The benchmark code involved is not the best-performing code that can be written within the CakePHP framework. No tricks are employed; it is a simple and by-the-book example of JSON View. It is important to note that performance is not necessarily the highest asset to a given framework, nor for this one in particular: we like to imagine that flexibility and speed of development are of greater primacy. It should be obvious to state that in a production environment where performance is a concern, caching is a necessity, no matter the technology employed.
That said, the benchmark results are simply embarrassing.
So, I fired up xdebug, and a few things became apparent. The average request spends the largest amount of time in App::load(). Obviously reading files from disk is going to be slow under any circumstances, and the solution is equally obvious: load fewer files from disk. The devil is assuredly in the details. Other pain points include bootstrap, the Hash class, and event dispatching.
App::load()
Both Controllers and Models take a long time to load. Related: these are deeply inherited classes. JSON View and FileLog are also up on that list. Why FileLog is loaded at all is, to me, a good question. It would be nice to be able to reduce the amount of files that are loaded and processed, but most of these don't add significantly to the time taken. The inheritance issue is much more problematic.
Hash class
This is relatively straightforward and should not require any major changes to Cake. Hash::insert and Hash::_simpleOp are slow, and I suspect that the entire class is a bit slower than it could be.
Bootstrap
The average request spends 1/3 of its time in this file. The largest chunk of that time is spent in Configure::bootstrap(). I have no idea what that is doing, but it should probably stop doing that.
Event Dispatching
This to me is the most tragic component on this list. The Events system is so very useful, and so slow! The only thing that I can think of is to not dispatch events unless it is absolutely necessary -- somehow we need to default to not doing this.

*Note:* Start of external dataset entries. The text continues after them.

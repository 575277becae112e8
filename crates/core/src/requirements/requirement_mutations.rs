//! Optimistic mutations on buyer requirements.

use std::sync::Arc;

use async_trait::async_trait;
use chrono::Utc;

use super::requirements_model::{InternalStatus, Requirement, RequirementStatus};
use super::requirements_traits::RequirementRepositoryTrait;
use crate::errors::{Error, Result, ValidationError};
use crate::events::DomainEvent;
use crate::mutation::{OptimisticMutation, UndoLog};
use crate::notes::{NewNote, Note};
use crate::state::{Action, ListEdit, RequirementPatch, Store, StoreState};

fn cached<'a>(state: &'a StoreState, requirement_id: &str) -> Result<&'a Requirement> {
    state
        .requirements
        .get(requirement_id)
        .ok_or_else(|| Error::NotFound(format!("Requirement {}", requirement_id)))
}

fn patch(requirement_id: &str, patch: RequirementPatch) -> Action {
    Action::RequirementPatched {
        requirement_id: requirement_id.to_string(),
        patch,
    }
}

/// One of the two status dropdowns on a requirement.
#[derive(Debug, Clone, Copy, PartialEq, Eq)]
pub enum RequirementStatusUpdate {
    Status(RequirementStatus),
    Internal(InternalStatus),
}

impl RequirementStatusUpdate {
    fn field(&self) -> &'static str {
        match self {
            RequirementStatusUpdate::Status(_) => "requirementStatus",
            RequirementStatusUpdate::Internal(_) => "internalStatus",
        }
    }

    /// Current value of the same field on `requirement`.
    fn read(&self, requirement: &Requirement) -> Self {
        match self {
            RequirementStatusUpdate::Status(_) => {
                RequirementStatusUpdate::Status(requirement.requirement_status)
            }
            RequirementStatusUpdate::Internal(_) => {
                RequirementStatusUpdate::Internal(requirement.internal_status)
            }
        }
    }

    fn to_patch(self) -> RequirementPatch {
        match self {
            RequirementStatusUpdate::Status(status) => RequirementPatch {
                requirement_status: Some(status),
                ..Default::default()
            },
            RequirementStatusUpdate::Internal(status) => RequirementPatch {
                internal_status: Some(status),
                ..Default::default()
            },
        }
    }
}

/// Sets the requirement status or the internal status.
pub struct SetRequirementStatus {
    repository: Arc<dyn RequirementRepositoryTrait>,
    requirement_id: String,
    update: RequirementStatusUpdate,
    undo: UndoLog,
}

impl SetRequirementStatus {
    pub fn new(
        repository: Arc<dyn RequirementRepositoryTrait>,
        requirement_id: impl Into<String>,
        update: RequirementStatusUpdate,
    ) -> Self {
        Self {
            repository,
            requirement_id: requirement_id.into(),
            update,
            undo: UndoLog::new(),
        }
    }
}

#[async_trait]
impl OptimisticMutation for SetRequirementStatus {
    type Output = Requirement;

    fn label(&self) -> String {
        format!("requirement {} {}", self.requirement_id, self.update.field())
    }

    fn validate(&self, state: &StoreState) -> Result<()> {
        cached(state, &self.requirement_id).map(|_| ())
    }

    fn apply_local(&mut self, store: &Store) -> Result<()> {
        let id = self.requirement_id.clone();
        let update = self.update;
        let previous = store.transact(|state| match cached(state, &id) {
            Ok(requirement) => (
                vec![patch(&id, update.to_patch())],
                Ok(update.read(requirement)),
            ),
            Err(e) => (Vec::new(), Err(e)),
        })?;

        let guard_id = id.clone();
        self.undo.record_guarded(
            move |state| {
                state
                    .requirements
                    .get(&guard_id)
                    .is_some_and(|r| update.read(r) == update)
            },
            vec![patch(&id, previous.to_patch())],
        );
        Ok(())
    }

    async fn commit_remote(&self) -> Result<Requirement> {
        match self.update {
            RequirementStatusUpdate::Status(status) => {
                self.repository
                    .update_status(&self.requirement_id, status)
                    .await
            }
            RequirementStatusUpdate::Internal(status) => {
                self.repository
                    .update_internal_status(&self.requirement_id, status)
                    .await
            }
        }
    }

    fn confirm_local(&mut self, store: &Store, output: &Requirement) {
        let id = self.requirement_id.clone();
        let optimistic = self.update;
        let confirmed = optimistic.read(output);
        store.transact(|state| {
            let still_ours = state
                .requirements
                .get(&id)
                .is_some_and(|r| optimistic.read(r) == optimistic);
            let actions = if still_ours && confirmed != optimistic {
                vec![patch(&id, confirmed.to_patch())]
            } else {
                Vec::new()
            };
            (actions, ())
        });
    }

    fn undo_log(&mut self) -> &mut UndoLog {
        &mut self.undo
    }

    fn confirmed_event(&self, _output: &Requirement) -> Option<DomainEvent> {
        Some(DomainEvent::requirement_changed(
            &self.requirement_id,
            &[self.update.field()],
        ))
    }
}

/// Appends a note to a requirement.
pub struct AddRequirementNote {
    repository: Arc<dyn RequirementRepositoryTrait>,
    requirement_id: String,
    note: NewNote,
    temp_note_id: Option<String>,
    undo: UndoLog,
}

impl AddRequirementNote {
    pub fn new(
        repository: Arc<dyn RequirementRepositoryTrait>,
        requirement_id: impl Into<String>,
        note: NewNote,
    ) -> Self {
        Self {
            repository,
            requirement_id: requirement_id.into(),
            note,
            temp_note_id: None,
            undo: UndoLog::new(),
        }
    }
}

#[async_trait]
impl OptimisticMutation for AddRequirementNote {
    type Output = Note;

    fn label(&self) -> String {
        format!("requirement {} note", self.requirement_id)
    }

    fn validate(&self, state: &StoreState) -> Result<()> {
        self.note.validate()?;
        cached(state, &self.requirement_id).map(|_| ())
    }

    fn apply_local(&mut self, store: &Store) -> Result<()> {
        let pending = self.note.to_pending_note(Utc::now());
        let temp_id = pending.id.clone();
        store.dispatch(patch(
            &self.requirement_id,
            RequirementPatch {
                notes: Some(ListEdit::push(pending)),
                ..Default::default()
            },
        ));
        self.undo.record(vec![patch(
            &self.requirement_id,
            RequirementPatch {
                notes: Some(ListEdit::remove(temp_id.clone())),
                ..Default::default()
            },
        )]);
        self.temp_note_id = Some(temp_id);
        Ok(())
    }

    async fn commit_remote(&self) -> Result<Note> {
        self.repository
            .append_note(&self.requirement_id, &self.note)
            .await
    }

    fn confirm_local(&mut self, store: &Store, output: &Note) {
        if let Some(temp_id) = self.temp_note_id.take() {
            store.dispatch(patch(
                &self.requirement_id,
                RequirementPatch {
                    notes: Some(ListEdit::replace(temp_id, output.clone())),
                    ..Default::default()
                },
            ));
        }
    }

    fn undo_log(&mut self) -> &mut UndoLog {
        &mut self.undo
    }

    fn confirmed_event(&self, _output: &Note) -> Option<DomainEvent> {
        Some(DomainEvent::requirement_changed(
            &self.requirement_id,
            &["notes"],
        ))
    }
}

/// Links a property to, or unlinks it from, a requirement.
pub struct ChangeMatchingProperty {
    repository: Arc<dyn RequirementRepositoryTrait>,
    requirement_id: String,
    property_id: String,
    link: bool,
    undo: UndoLog,
}

impl ChangeMatchingProperty {
    pub fn link(
        repository: Arc<dyn RequirementRepositoryTrait>,
        requirement_id: impl Into<String>,
        property_id: impl Into<String>,
    ) -> Self {
        Self::new(repository, requirement_id.into(), property_id.into(), true)
    }

    pub fn unlink(
        repository: Arc<dyn RequirementRepositoryTrait>,
        requirement_id: impl Into<String>,
        property_id: impl Into<String>,
    ) -> Self {
        Self::new(repository, requirement_id.into(), property_id.into(), false)
    }

    fn new(
        repository: Arc<dyn RequirementRepositoryTrait>,
        requirement_id: String,
        property_id: String,
        link: bool,
    ) -> Self {
        Self {
            repository,
            requirement_id,
            property_id: property_id.trim().to_string(),
            link,
            undo: UndoLog::new(),
        }
    }
}

#[async_trait]
impl OptimisticMutation for ChangeMatchingProperty {
    type Output = ();

    fn label(&self) -> String {
        let verb = if self.link { "link" } else { "unlink" };
        format!(
            "requirement {} {} property {}",
            self.requirement_id, verb, self.property_id
        )
    }

    fn validate(&self, state: &StoreState) -> Result<()> {
        if self.property_id.is_empty() {
            return Err(ValidationError::missing("propertyId").into());
        }
        cached(state, &self.requirement_id).map(|_| ())
    }

    fn apply_local(&mut self, store: &Store) -> Result<()> {
        let id = self.requirement_id.clone();
        let property_id = self.property_id.clone();
        let link = self.link;
        let undo = store.transact(|state| {
            let requirement = match cached(state, &id) {
                Ok(r) => r,
                Err(e) => return (Vec::new(), Err(e)),
            };
            let position = requirement
                .matching_properties
                .iter()
                .position(|p| *p == property_id);
            let (edit, undo) = match (link, position) {
                // Nothing to change locally; the remote write still runs.
                (true, Some(_)) | (false, None) => return (Vec::new(), Ok(None)),
                (true, None) => (
                    ListEdit::push(property_id.clone()),
                    ListEdit::remove(property_id.clone()),
                ),
                (false, Some(index)) => (
                    ListEdit::remove(property_id.clone()),
                    ListEdit::Insert {
                        index,
                        item: property_id.clone(),
                    },
                ),
            };
            let apply = patch(
                &id,
                RequirementPatch {
                    matching_properties: Some(edit),
                    ..Default::default()
                },
            );
            (vec![apply], Ok(Some(undo)))
        })?;

        if let Some(undo) = undo {
            self.undo.record(vec![patch(
                &id,
                RequirementPatch {
                    matching_properties: Some(undo),
                    ..Default::default()
                },
            )]);
        }
        Ok(())
    }

    async fn commit_remote(&self) -> Result<()> {
        if self.link {
            self.repository
                .add_matching_property(&self.requirement_id, &self.property_id)
                .await
        } else {
            self.repository
                .remove_matching_property(&self.requirement_id, &self.property_id)
                .await
        }
    }

    fn undo_log(&mut self) -> &mut UndoLog {
        &mut self.undo
    }

    fn confirmed_event(&self, _output: &()) -> Option<DomainEvent> {
        Some(DomainEvent::requirement_changed(
            &self.requirement_id,
            &["matchingProperties"],
        ))
    }
}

The profiler files may be viewed with WinCacheGrind on Windows, KCacheGrind on Linux, and with Webgrind on any platform with a web server installed. I think that while these benchmarks are quite unpleasant, there must surely be a lot of low-hanging fruit. It would also be nice to develop some performance tests, so that things like this won't catch us completely by surprise.
--PL
* The benchmarks have been updated twice but are still just as ugly for us.